Stored data
--------

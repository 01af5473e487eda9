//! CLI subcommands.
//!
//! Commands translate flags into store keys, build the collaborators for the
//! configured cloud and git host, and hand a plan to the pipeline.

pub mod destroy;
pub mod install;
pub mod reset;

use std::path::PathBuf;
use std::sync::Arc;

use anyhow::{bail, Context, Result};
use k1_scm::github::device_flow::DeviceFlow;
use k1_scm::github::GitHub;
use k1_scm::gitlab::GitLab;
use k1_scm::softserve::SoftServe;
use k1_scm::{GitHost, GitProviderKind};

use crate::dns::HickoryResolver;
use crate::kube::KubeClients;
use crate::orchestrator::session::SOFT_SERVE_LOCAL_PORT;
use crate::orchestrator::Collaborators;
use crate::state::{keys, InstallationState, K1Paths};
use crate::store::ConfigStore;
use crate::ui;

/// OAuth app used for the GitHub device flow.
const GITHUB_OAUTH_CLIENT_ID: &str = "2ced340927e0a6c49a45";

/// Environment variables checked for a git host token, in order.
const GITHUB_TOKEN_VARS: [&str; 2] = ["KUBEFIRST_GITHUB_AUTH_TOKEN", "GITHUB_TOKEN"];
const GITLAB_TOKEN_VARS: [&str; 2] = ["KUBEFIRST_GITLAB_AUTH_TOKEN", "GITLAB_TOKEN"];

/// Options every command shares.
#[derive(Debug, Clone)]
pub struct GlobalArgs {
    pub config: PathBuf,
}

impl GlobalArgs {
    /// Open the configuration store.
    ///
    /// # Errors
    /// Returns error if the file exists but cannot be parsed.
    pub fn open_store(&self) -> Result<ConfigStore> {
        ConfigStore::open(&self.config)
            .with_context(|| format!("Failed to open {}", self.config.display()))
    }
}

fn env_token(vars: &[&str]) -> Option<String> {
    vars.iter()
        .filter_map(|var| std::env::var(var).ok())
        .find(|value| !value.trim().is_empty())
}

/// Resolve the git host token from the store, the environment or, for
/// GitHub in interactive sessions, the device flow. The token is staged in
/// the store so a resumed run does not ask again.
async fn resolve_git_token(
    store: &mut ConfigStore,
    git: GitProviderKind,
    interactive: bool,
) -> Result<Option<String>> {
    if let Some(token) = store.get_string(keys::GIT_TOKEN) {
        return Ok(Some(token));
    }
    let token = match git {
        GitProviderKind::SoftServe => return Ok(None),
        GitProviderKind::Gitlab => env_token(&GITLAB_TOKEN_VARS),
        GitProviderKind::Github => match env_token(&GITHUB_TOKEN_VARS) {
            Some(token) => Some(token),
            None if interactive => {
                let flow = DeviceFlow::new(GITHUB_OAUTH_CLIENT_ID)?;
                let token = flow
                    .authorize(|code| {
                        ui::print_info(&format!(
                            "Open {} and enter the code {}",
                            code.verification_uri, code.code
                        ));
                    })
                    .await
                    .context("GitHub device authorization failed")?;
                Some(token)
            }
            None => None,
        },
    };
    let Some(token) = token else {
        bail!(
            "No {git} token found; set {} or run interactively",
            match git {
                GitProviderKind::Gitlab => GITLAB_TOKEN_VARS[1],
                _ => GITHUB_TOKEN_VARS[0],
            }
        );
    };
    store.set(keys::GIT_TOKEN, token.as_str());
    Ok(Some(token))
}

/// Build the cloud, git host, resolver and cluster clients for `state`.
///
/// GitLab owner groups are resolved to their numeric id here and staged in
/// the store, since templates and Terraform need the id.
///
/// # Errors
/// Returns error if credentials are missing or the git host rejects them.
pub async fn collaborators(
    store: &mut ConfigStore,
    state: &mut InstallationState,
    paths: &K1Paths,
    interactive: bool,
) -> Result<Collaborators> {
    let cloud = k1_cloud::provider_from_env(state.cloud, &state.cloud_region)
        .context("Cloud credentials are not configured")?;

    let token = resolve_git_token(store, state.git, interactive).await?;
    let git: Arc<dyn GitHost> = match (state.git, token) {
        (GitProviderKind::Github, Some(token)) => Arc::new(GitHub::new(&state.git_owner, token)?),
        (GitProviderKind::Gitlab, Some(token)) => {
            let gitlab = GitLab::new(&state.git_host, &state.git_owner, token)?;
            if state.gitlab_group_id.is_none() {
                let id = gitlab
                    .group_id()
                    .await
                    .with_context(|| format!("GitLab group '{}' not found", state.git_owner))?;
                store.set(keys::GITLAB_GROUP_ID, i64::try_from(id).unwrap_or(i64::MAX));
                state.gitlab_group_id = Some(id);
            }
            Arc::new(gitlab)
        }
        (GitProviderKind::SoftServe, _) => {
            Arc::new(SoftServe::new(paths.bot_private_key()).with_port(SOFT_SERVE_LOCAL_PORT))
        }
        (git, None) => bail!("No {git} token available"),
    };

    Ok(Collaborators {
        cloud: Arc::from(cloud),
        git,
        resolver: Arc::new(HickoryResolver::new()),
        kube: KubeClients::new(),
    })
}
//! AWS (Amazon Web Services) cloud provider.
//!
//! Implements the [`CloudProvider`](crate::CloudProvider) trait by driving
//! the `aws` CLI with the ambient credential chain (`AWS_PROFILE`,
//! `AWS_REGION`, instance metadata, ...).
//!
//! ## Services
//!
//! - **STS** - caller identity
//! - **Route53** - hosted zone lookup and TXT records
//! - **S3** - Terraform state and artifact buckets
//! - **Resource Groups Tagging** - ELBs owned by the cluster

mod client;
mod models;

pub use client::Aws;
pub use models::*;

--------

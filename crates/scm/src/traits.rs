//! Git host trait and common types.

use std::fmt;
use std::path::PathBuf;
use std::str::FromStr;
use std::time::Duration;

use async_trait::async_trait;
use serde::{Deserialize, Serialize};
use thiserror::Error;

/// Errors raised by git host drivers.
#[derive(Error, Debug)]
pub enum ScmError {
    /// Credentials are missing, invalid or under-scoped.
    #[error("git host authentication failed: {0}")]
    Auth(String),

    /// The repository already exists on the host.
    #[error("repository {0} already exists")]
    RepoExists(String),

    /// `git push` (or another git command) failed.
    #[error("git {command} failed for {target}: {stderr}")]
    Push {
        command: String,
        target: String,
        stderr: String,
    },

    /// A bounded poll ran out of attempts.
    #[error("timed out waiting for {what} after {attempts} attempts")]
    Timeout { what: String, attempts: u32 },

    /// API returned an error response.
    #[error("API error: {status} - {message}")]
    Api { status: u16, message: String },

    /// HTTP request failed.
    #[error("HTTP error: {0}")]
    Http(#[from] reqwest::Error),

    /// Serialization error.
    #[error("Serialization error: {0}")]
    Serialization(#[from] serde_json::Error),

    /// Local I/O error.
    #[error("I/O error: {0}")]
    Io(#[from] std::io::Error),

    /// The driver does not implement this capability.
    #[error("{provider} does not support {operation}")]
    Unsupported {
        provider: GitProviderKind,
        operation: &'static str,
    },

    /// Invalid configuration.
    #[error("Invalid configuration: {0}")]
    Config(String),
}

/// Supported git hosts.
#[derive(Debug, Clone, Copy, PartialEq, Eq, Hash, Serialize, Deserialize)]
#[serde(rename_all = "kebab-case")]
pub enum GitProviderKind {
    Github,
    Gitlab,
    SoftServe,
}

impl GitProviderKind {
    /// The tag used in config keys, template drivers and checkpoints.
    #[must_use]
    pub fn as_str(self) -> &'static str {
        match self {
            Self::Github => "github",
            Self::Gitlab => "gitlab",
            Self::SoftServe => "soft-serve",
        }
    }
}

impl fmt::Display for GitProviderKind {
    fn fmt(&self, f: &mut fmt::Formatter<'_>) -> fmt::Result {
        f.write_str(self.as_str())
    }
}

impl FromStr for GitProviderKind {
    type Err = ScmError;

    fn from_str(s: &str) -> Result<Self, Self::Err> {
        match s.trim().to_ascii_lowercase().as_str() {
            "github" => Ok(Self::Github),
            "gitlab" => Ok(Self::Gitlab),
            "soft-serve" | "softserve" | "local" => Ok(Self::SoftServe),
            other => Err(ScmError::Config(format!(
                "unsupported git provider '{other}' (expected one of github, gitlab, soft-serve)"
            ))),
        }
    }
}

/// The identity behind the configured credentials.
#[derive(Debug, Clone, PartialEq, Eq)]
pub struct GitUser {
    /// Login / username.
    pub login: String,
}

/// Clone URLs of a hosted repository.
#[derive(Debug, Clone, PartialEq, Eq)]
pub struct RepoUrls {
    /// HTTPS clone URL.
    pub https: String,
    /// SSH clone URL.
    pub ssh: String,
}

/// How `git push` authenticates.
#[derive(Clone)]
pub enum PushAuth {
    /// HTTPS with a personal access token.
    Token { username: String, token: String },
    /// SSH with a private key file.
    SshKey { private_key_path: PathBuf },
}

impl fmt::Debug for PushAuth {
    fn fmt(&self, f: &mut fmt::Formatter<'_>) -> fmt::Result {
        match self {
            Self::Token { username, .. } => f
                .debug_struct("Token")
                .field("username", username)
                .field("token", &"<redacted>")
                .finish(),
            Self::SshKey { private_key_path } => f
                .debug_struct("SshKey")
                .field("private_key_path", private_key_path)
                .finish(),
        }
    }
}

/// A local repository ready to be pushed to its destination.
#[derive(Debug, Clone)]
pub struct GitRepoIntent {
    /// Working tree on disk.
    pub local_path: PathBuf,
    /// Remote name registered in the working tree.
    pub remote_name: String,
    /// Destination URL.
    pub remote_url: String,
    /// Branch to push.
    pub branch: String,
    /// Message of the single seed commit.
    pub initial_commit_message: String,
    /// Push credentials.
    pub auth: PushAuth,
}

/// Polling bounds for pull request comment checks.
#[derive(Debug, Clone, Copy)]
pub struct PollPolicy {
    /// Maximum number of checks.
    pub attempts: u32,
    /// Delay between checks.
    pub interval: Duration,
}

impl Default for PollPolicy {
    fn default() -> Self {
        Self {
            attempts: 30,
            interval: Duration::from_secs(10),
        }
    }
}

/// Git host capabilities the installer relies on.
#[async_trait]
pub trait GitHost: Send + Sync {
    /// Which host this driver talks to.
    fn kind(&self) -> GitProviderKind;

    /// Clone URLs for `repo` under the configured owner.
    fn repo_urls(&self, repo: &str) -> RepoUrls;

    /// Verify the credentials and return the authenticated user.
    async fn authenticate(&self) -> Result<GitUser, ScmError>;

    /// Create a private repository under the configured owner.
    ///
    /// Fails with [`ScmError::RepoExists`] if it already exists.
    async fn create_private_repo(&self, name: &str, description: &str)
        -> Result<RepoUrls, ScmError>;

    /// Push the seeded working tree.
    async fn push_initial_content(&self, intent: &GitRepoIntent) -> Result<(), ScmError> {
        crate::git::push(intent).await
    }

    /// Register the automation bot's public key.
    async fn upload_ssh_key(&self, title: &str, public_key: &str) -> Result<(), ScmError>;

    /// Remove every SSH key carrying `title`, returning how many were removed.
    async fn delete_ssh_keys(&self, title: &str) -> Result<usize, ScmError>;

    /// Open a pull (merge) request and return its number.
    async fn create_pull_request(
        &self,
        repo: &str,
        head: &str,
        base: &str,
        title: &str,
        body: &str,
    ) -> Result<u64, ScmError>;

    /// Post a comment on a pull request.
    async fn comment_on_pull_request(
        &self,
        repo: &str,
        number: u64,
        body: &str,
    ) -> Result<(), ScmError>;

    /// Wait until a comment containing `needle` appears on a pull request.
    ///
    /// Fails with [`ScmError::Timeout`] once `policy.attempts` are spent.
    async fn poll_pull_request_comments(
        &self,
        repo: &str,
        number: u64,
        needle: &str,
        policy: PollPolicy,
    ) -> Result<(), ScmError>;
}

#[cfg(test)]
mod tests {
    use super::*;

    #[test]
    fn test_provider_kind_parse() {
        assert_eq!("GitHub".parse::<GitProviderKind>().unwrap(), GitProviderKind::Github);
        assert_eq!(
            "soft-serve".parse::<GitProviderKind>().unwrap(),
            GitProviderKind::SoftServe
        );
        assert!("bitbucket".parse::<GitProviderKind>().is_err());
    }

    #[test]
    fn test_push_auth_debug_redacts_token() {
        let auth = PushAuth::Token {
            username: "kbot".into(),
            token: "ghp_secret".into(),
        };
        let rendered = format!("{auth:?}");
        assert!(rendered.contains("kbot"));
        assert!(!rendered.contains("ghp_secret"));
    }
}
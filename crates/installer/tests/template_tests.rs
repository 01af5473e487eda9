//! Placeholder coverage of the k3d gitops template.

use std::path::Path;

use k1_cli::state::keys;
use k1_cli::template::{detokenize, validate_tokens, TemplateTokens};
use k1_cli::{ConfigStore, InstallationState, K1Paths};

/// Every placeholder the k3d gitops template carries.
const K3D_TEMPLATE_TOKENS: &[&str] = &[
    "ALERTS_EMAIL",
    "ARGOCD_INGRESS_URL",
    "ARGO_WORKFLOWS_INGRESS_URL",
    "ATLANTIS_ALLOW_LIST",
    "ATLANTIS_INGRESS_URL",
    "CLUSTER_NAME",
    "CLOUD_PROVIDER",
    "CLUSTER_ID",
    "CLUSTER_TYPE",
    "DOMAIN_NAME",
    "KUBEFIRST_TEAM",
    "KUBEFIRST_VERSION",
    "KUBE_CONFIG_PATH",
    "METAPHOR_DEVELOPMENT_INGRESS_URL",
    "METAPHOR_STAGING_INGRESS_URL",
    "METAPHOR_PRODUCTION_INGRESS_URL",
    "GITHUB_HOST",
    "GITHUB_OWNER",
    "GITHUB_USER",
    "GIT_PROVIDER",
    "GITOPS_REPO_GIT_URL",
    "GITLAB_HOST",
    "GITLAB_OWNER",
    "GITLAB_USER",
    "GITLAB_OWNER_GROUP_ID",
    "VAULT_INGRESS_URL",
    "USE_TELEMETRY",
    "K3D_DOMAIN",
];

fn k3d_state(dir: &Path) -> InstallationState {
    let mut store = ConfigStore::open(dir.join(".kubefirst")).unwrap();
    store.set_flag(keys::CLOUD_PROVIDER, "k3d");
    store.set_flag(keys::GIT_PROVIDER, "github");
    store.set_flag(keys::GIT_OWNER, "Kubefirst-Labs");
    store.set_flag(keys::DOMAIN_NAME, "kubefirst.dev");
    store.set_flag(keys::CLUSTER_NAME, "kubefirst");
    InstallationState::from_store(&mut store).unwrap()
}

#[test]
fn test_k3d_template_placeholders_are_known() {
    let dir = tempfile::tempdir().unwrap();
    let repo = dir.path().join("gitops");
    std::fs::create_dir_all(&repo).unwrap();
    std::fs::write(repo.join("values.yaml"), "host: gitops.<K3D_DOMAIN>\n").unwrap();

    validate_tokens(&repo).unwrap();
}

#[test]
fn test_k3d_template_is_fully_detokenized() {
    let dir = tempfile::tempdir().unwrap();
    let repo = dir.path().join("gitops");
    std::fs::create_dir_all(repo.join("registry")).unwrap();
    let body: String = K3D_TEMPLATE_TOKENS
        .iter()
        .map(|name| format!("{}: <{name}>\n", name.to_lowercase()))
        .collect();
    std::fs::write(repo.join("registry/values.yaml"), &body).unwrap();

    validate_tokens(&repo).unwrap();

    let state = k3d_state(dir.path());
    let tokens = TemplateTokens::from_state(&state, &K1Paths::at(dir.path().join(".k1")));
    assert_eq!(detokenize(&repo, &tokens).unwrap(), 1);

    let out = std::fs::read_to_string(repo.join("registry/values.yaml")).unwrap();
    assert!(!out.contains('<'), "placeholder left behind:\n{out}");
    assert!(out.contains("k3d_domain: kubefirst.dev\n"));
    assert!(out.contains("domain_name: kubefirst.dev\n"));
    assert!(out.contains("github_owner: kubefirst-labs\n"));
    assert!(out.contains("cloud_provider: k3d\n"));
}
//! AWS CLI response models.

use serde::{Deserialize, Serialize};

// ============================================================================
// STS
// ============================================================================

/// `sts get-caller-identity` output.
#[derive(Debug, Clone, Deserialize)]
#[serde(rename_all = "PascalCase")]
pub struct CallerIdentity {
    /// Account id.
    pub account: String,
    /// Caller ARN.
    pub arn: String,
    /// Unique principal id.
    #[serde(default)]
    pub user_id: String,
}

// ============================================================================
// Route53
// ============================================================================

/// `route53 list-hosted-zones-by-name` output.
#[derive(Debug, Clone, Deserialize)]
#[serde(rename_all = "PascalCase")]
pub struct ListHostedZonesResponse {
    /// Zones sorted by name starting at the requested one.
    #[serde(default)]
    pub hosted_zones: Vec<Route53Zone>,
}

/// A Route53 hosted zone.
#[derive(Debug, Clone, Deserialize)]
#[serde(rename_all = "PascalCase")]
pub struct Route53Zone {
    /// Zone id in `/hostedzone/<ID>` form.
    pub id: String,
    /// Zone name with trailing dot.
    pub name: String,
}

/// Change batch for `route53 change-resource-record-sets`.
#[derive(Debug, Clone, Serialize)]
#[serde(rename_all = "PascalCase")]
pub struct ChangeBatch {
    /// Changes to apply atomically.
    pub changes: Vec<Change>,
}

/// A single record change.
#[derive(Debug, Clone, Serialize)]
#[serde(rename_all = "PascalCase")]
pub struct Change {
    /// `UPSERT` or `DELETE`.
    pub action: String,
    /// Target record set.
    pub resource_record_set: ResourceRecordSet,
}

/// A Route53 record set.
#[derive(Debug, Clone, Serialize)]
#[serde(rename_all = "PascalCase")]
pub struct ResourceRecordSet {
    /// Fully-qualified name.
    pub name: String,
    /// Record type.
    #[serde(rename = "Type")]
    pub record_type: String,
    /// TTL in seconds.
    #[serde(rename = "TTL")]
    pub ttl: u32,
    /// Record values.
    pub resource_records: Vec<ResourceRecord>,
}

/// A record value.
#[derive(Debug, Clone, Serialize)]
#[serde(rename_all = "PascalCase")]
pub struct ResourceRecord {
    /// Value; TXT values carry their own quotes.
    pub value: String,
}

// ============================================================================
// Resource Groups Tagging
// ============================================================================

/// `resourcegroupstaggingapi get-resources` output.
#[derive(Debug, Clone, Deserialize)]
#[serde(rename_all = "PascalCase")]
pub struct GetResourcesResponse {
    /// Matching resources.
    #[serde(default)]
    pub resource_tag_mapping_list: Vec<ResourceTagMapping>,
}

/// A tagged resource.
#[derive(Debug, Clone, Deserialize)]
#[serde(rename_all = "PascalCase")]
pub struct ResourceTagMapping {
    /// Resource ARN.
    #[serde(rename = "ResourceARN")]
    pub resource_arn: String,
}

--------

[What the exercise asks]:
Count up the lines in the entries above where the word "operation" appears, and give the figure with nothing added.

[Output for this exercise]:
2